What to do: Bring together copies of the lines in the data below that contain the word "Result".

Recorded data:
use contracts::tools::t101_tag_picker::TagRecord;

use crate::shared::selectable_list::SelectableItem;

/// Rows without `value` have no label and are therefore never rendered.
impl SelectableItem for TagRecord {
    fn item_id(&self) -> &str {
        &self.key
    }

    fn display_label(&self) -> Option<&str> {
        self.value.as_deref().filter(|v| !v.is_empty())
    }

    fn secondary_fields(&self) -> Vec<Option<&str>> {
        vec![self.comments.as_deref()]
    }
}

#[cfg(test)]
pub(crate) mod tests {
    use super::*;
    use crate::shared::selectable_list::SelectableFilteredList;
    use contracts::tools::t101_tag_picker::decode_tagging;

    pub fn sample_tags() -> Vec<TagRecord> {
        decode_tagging(
            r#"{"data":[
                {"key":"k1","value":"Tag One"},
                {"key":"k2","value":"Tag Two","comments":"Seasonal"},
                {"key":"k3"}
            ]}"#,
        )
        .unwrap()
        .items
    }

    #[test]
    fn test_rows_without_value_never_visible() {
        let mut list = SelectableFilteredList::new(sample_tags());
        assert_eq!(list.visible_ids(), vec!["k1", "k2"]);

        list.set_query("k3");
        assert!(list.visible().is_empty());

        list.set_query("");
        list.select_all_visible();
        assert!(!list.is_selected("k3"));
        assert_eq!(list.toggle_item("k3"), None);
        assert_eq!(list.selection_count(), 2);
    }

    #[test]
    fn test_empty_value_counts_as_missing() {
        let mut tags = sample_tags();
        tags[0].value = Some(String::new());
        let list = SelectableFilteredList::new(tags);
        assert_eq!(list.visible_ids(), vec!["k2"]);
    }

    #[test]
    fn test_duplicate_key_shows_labelled_row() {
        let tags = decode_tagging(r#"{"data":[{"key":"k1"},{"key":"k1","value":"One"}]}"#)
            .unwrap()
            .items;
        let list = SelectableFilteredList::new(tags);
        let labels: Vec<&str> = list.visible().iter().filter_map(|t| t.display_label()).collect();
        assert_eq!(labels, vec!["One"]);
    }

    #[test]
    fn test_search_by_value_key_and_comments() {
        let mut list = SelectableFilteredList::new(sample_tags());

        list.set_query("tag one");
        assert_eq!(list.visible_ids(), vec!["k1"]);

        list.set_query("K2");
        assert_eq!(list.visible_ids(), vec!["k2"]);

        list.set_query("season");
        assert_eq!(list.visible_ids(), vec!["k2"]);
    }

    #[test]
    fn test_auxiliary_toggle_has_no_effect_on_tags() {
        let mut list = SelectableFilteredList::new(sample_tags());
        list.set_auxiliary_filter(false);
        assert_eq!(list.visible_ids(), vec!["k1", "k2"]);
    }
}
use wasm_bindgen::prelude::*;

#[wasm_bindgen(inline_js = "
export function loadDaSdk() {
  return import('https://da.live/nx/utils/sdk.js').then((mod) => mod.default);
}
")]
extern "C" {
    #[wasm_bindgen(js_name = loadDaSdk, catch)]
    pub fn load_da_sdk() -> Result<js_sys::Promise, JsValue>;
}

#[wasm_bindgen]
extern "C" {
    /// `actions` object of the DA SDK
    #[derive(Clone, Debug)]
    pub type DaActions;

    #[wasm_bindgen(method, catch, js_name = sendHTML)]
    pub fn send_html_raw(this: &DaActions, html: &str) -> Result<JsValue, JsValue>;

    #[wasm_bindgen(method, catch, js_name = sendText)]
    pub fn send_text_raw(this: &DaActions, text: &str) -> Result<JsValue, JsValue>;

    #[wasm_bindgen(method, catch, js_name = closeLibrary)]
    pub fn close_library_raw(this: &DaActions) -> Result<JsValue, JsValue>;

    #[wasm_bindgen(method, catch, js_name = daFetch)]
    pub fn da_fetch_raw(this: &DaActions, url: &str) -> Result<JsValue, JsValue>;
}
use contracts::shared::payload::PayloadError;
use contracts::tools::t101_tag_picker::{decode_tagging, TagRecord};
use wasm_bindgen_futures::JsFuture;

use crate::shared::host::DaActions;
use crate::shared::load_state::LoadError;

/// Загрузить лист тегов через daFetch (с авторизацией хоста)
pub async fn fetch_tagging(actions: &DaActions, url: &str) -> Result<Vec<TagRecord>, LoadError> {
    let response = actions
        .da_fetch(url)
        .await
        .map_err(|e| LoadError::Request(e.to_string()))?;

    if !response.ok() {
        return Err(LoadError::Status {
            status: response.status(),
            status_text: response.status_text(),
        });
    }

    let body = response
        .text()
        .map_err(|e| LoadError::Request(format!("{:?}", e)))?;
    let text = JsFuture::from(body)
        .await
        .map_err(|e| LoadError::Request(format!("{:?}", e)))?
        .as_string()
        .ok_or_else(|| LoadError::Request("response body is not text".to_string()))?;

    let decoded = decode_tagging(&text)?;
    if decoded.skipped > 0 {
        log::warn!("skipped {} tagging rows without a key", decoded.skipped);
    }
    if decoded.items.is_empty() {
        return Err(PayloadError::Empty.into());
    }

    Ok(decoded.items)
}
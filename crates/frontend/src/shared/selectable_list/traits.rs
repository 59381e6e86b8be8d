/// Элемент, который можно искать и выбирать в списке
pub trait SelectableItem: Clone + Send + Sync + 'static {
    /// Stable identifier, unique within a dataset
    fn item_id(&self) -> &str;

    /// Main label; `None` means the item is never rendered
    fn display_label(&self) -> Option<&str>;

    /// Extra text fields searched by the query. Absent fields never match.
    fn secondary_fields(&self) -> Vec<Option<&str>> {
        Vec::new()
    }

    /// Auxiliary boolean filter (e.g. "include archived")
    fn passes_auxiliary(&self, _flag: bool) -> bool {
        true
    }

    fn is_renderable(&self) -> bool {
        self.display_label().is_some()
    }
}

/// Текущее состояние фильтра списка
#[derive(Debug, Clone, Default, PartialEq, Eq)]
pub struct ListFilter {
    pub query: String,
    /// `None` when the dataset has no auxiliary toggle
    pub auxiliary: Option<bool>,
}

pub type Predicate<T> = fn(&T, &ListFilter) -> bool;

/// Case-insensitive substring match against the label, the identifier and
/// every present secondary field.
pub fn matches_query<T: SelectableItem>(item: &T, query: &str) -> bool {
    let needle = query.to_lowercase();
    let hit = |text: &str| text.to_lowercase().contains(&needle);

    item.display_label().is_some_and(hit)
        || hit(item.item_id())
        || item.secondary_fields().into_iter().flatten().any(hit)
}

/// Renderability, then the auxiliary filter, then the text query.
pub fn default_predicate<T: SelectableItem>(item: &T, filter: &ListFilter) -> bool {
    item.is_renderable()
        && filter
            .auxiliary
            .map_or(true, |flag| item.passes_auxiliary(flag))
        && matches_query(item, &filter.query)
}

Answer to this exercise:
    pub fn load_da_sdk() -> Result<js_sys::Promise, JsValue>;
    pub fn send_html_raw(this: &DaActions, html: &str) -> Result<JsValue, JsValue>;
    pub fn send_text_raw(this: &DaActions, text: &str) -> Result<JsValue, JsValue>;
    pub fn close_library_raw(this: &DaActions) -> Result<JsValue, JsValue>;
    pub fn da_fetch_raw(this: &DaActions, url: &str) -> Result<JsValue, JsValue>;
pub async fn fetch_tagging(actions: &DaActions, url: &str) -> Result<Vec<TagRecord>, LoadError> {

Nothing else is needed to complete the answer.